Every entry must appear in the answer exactly as it does here.

[Saved data entries]
==============================
//! bringup-uart - Line-oriented UART command channel
//!
//! The LED firmware on the board reads one ASCII command per line and
//! answers with a single line. `OK` means the command was carried out;
//! anything else (including silence) means it was not.
//!
//! # Example
//!
//! ```no_run
//! use bringup_core::DeviceConfig;
//! use bringup_uart::{CommandPolicy, Connector, SerialConnector, UartChannel};
//!
//! let config = DeviceConfig::builder().serial_port("/dev/ttyUSB0").build()?;
//! let transport = SerialConnector.connect(config.link())?;
//! let mut channel = UartChannel::new(
//!     transport,
//!     CommandPolicy::new(config.command_delay(), config.retry()),
//! );
//!
//! if channel.send_command("LED_ON orange")? {
//!     println!("orange LED is on");
//! }
//! # Ok::<(), Box<dyn std::error::Error>>(())
//! ```

pub mod channel;
pub mod error;
pub mod protocol;
pub mod transport;

// Re-exports
pub use channel::{CommandPolicy, UartChannel};
pub use error::{Result, UartError};
pub use transport::serial::SerialTransport;
pub use transport::{Connector, SerialConnector, Transport};

/// List serial port names present on this machine
pub fn available_ports() -> Result<Vec<String>> {
    Ok(serialport::available_ports()?
        .into_iter()
        .map(|p| p.port_name)
        .collect())
}
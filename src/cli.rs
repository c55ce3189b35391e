//! CLI argument parsing

use clap::{Parser, Subcommand};
use std::path::PathBuf;

#[derive(Parser)]
#[command(name = "stm32-bringup")]
#[command(
    author,
    version,
    about = "STM32 board bring-up: flash firmware and drive LEDs over UART",
    long_about = None
)]
pub struct Cli {
    /// Verbosity level (-v, -vv)
    #[arg(short, long, action = clap::ArgAction::Count, global = true)]
    pub verbose: u8,

    /// JSON configuration file
    #[arg(short, long, global = true)]
    pub config: Option<PathBuf>,

    /// Serial port connected to the board UART (overrides the config file)
    #[arg(short, long, global = true)]
    pub port: Option<String>,

    /// Baud rate (overrides the config file)
    #[arg(short, long, global = true)]
    pub baud: Option<u32>,

    /// Firmware image to flash (overrides the config file)
    #[arg(long, global = true)]
    pub binary: Option<PathBuf>,

    /// STM32_Programmer_CLI executable (overrides the config file)
    #[arg(long, global = true)]
    pub programmer: Option<PathBuf>,

    /// Talk to an emulated board instead of hardware
    #[cfg(feature = "dummy")]
    #[arg(long, global = true)]
    pub dummy: bool,

    #[command(subcommand)]
    pub command: Commands,
}

#[derive(Subcommand)]
pub enum Commands {
    /// Write the firmware image to the board and start it
    Flash,

    /// Check that the board answers on the UART
    Verify,

    /// Switch one LED
    Led {
        /// LED color (orange, blue, ...)
        color: String,

        /// ON or OFF
        action: String,
    },

    /// Cycle the orange and blue LEDs on and off
    TestLeds,

    /// Run a test keyword by name
    Run {
        /// Keyword name, e.g. "Initialize Device" or "Turn LED blue ON"
        keyword: String,

        /// Keyword arguments
        args: Vec<String>,
    },

    /// List the available test keywords
    ListKeywords,

    /// List serial ports present on this machine
    ListPorts,

    /// Print the effective configuration
    ShowConfig,
}
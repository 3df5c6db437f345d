// src/classifier/error.rs
// =============================================================================
// Errors produced while building a PageLinkClassifier.
//
// There are exactly three ways construction can fail:
// - the base URL is not an absolute http(s) URL
// - the opener could not fetch the page
// - the parser could not turn the bytes into a document
//
// Once a classifier exists, classification itself never fails: a missing
// attribute just means "no match".
// =============================================================================

use thiserror::Error;

#[derive(Error, Debug)]
pub enum ClassifierError {
    /// The base URL is relative or uses a scheme other than http/https
    #[error("URL must be absolute and have an HTTP(S) scheme")]
    InvalidUrl { url: String },

    /// Error returned by the opener, passed through untouched
    #[error(transparent)]
    FetchFailed(anyhow::Error),

    /// Error returned by the parser, passed through untouched
    #[error(transparent)]
    ParseFailed(anyhow::Error),
}

impl ClassifierError {
    pub(crate) fn invalid_url(url: impl Into<String>) -> Self {
        Self::InvalidUrl { url: url.into() }
    }
}

pub type Result<T> = std::result::Result<T, ClassifierError>;

#[cfg(test)]
mod tests {
    use super::*;

    #[test]
    fn test_invalid_url_message_is_fixed() {
        let err = ClassifierError::invalid_url("ftp://foo.com");
        assert_eq!(
            err.to_string(),
            "URL must be absolute and have an HTTP(S) scheme"
        );
    }

    #[test]
    fn test_fetch_failed_is_transparent() {
        let err = ClassifierError::FetchFailed(anyhow::anyhow!("HTTP 503"));
        assert_eq!(err.to_string(), "HTTP 503");
    }
}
==============================
ANSWER →
//! bringup-uart - Line-oriented UART command channel
//!
//! The LED firmware on the board reads one ASCII command per line and
//! answers with a single line. `OK` means the command was carried out;
//! anything else (including silence) means it was not.
//!
//! # Example
//!
//! ```no_run
//! use bringup_core::DeviceConfig;
//! use bringup_uart::{CommandPolicy, Connector, SerialConnector, UartChannel};
//!
//! let config = DeviceConfig::builder().serial_port("/dev/ttyUSB0").build()?;
//! let transport = SerialConnector.connect(config.link())?;
//! let mut channel = UartChannel::new(
//!     transport,
//!     CommandPolicy::new(config.command_delay(), config.retry()),
//! );
//!
//! if channel.send_command("LED_ON orange")? {
//!     println!("orange LED is on");
//! }
//! # Ok::<(), Box<dyn std::error::Error>>(())
//! ```

pub mod channel;
pub mod error;
pub mod protocol;
pub mod transport;

// Re-exports
pub use channel::{CommandPolicy, UartChannel};
pub use error::{Result, UartError};
pub use transport::serial::SerialTransport;
pub use transport::{Connector, SerialConnector, Transport};

/// List serial port names present on this machine
pub fn available_ports() -> Result<Vec<String>> {
    Ok(serialport::available_ports()?
        .into_iter()
        .map(|p| p.port_name)
        .collect())
}
filename src/cli.rs
repository c55ce3189b35391e
//! CLI argument parsing

use clap::{Parser, Subcommand};
use std::path::PathBuf;

#[derive(Parser)]
#[command(name = "stm32-bringup")]
#[command(
    author,
    version,
    about = "STM32 board bring-up: flash firmware and drive LEDs over UART",
    long_about = None
)]
pub struct Cli {
    /// Verbosity level (-v, -vv)
    #[arg(short, long, action = clap::ArgAction::Count, global = true)]
    pub verbose: u8,

    /// JSON configuration file
    #[arg(short, long, global = true)]
    pub config: Option<PathBuf>,

    /// Serial port connected to the board UART (overrides the config file)
    #[arg(short, long, global = true)]
    pub port: Option<String>,

    /// Baud rate (overrides the config file)
    #[arg(short, long, global = true)]
    pub baud: Option<u32>,

    /// Firmware image to flash (overrides the config file)
    #[arg(long, global = true)]
    pub binary: Option<PathBuf>,

    /// STM32_Programmer_CLI executable (overrides the config file)
    #[arg(long, global = true)]
    pub programmer: Option<PathBuf>,

    /// Talk to an emulated board instead of hardware
    #[cfg(feature = "dummy")]
    #[arg(long, global = true)]
    pub dummy: bool,

    #[command(subcommand)]
    pub command: Commands,
}

#[derive(Subcommand)]
pub enum Commands {
    /// Write the firmware image to the board and start it
    Flash,

    /// Check that the board answers on the UART
    Verify,

    /// Switch one LED
    Led {
        /// LED color (orange, blue, ...)
        color: String,

        /// ON or OFF
        action: String,
    },

    /// Cycle the orange and blue LEDs on and off
    TestLeds,

    /// Run a test keyword by name
    Run {
        /// Keyword name, e.g. "Initialize Device" or "Turn LED blue ON"
        keyword: String,

        /// Keyword arguments
        args: Vec<String>,
    },

    /// List the available test keywords
    ListKeywords,

    /// List serial ports present on this machine
    ListPorts,

    /// Print the effective configuration
    ShowConfig,
}
repository 3df5c6db437f345d
// src/classifier/error.rs
// =============================================================================
// Errors produced while building a PageLinkClassifier.
//
// There are exactly three ways construction can fail:
// - the base URL is not an absolute http(s) URL
// - the opener could not fetch the page
// - the parser could not turn the bytes into a document
//
// Once a classifier exists, classification itself never fails: a missing
// attribute just means "no match".
// =============================================================================

use thiserror::Error;

#[derive(Error, Debug)]
pub enum ClassifierError {
    /// The base URL is relative or uses a scheme other than http/https
    #[error("URL must be absolute and have an HTTP(S) scheme")]
    InvalidUrl { url: String },

    /// Error returned by the opener, passed through untouched
    #[error(transparent)]
    FetchFailed(anyhow::Error),

    /// Error returned by the parser, passed through untouched
    #[error(transparent)]
    ParseFailed(anyhow::Error),
}

impl ClassifierError {
    pub(crate) fn invalid_url(url: impl Into<String>) -> Self {
        Self::InvalidUrl { url: url.into() }
    }
}

pub type Result<T> = std::result::Result<T, ClassifierError>;

#[cfg(test)]
mod tests {
    use super::*;

    #[test]
    fn test_invalid_url_message_is_fixed() {
        let err = ClassifierError::invalid_url("ftp://foo.com");
        assert_eq!(
            err.to_string(),
            "URL must be absolute and have an HTTP(S) scheme"
        );
    }

    #[test]
    fn test_fetch_failed_is_transparent() {
        let err = ClassifierError::FetchFailed(anyhow::anyhow!("HTTP 503"));
        assert_eq!(err.to_string(), "HTTP 503");
    }
}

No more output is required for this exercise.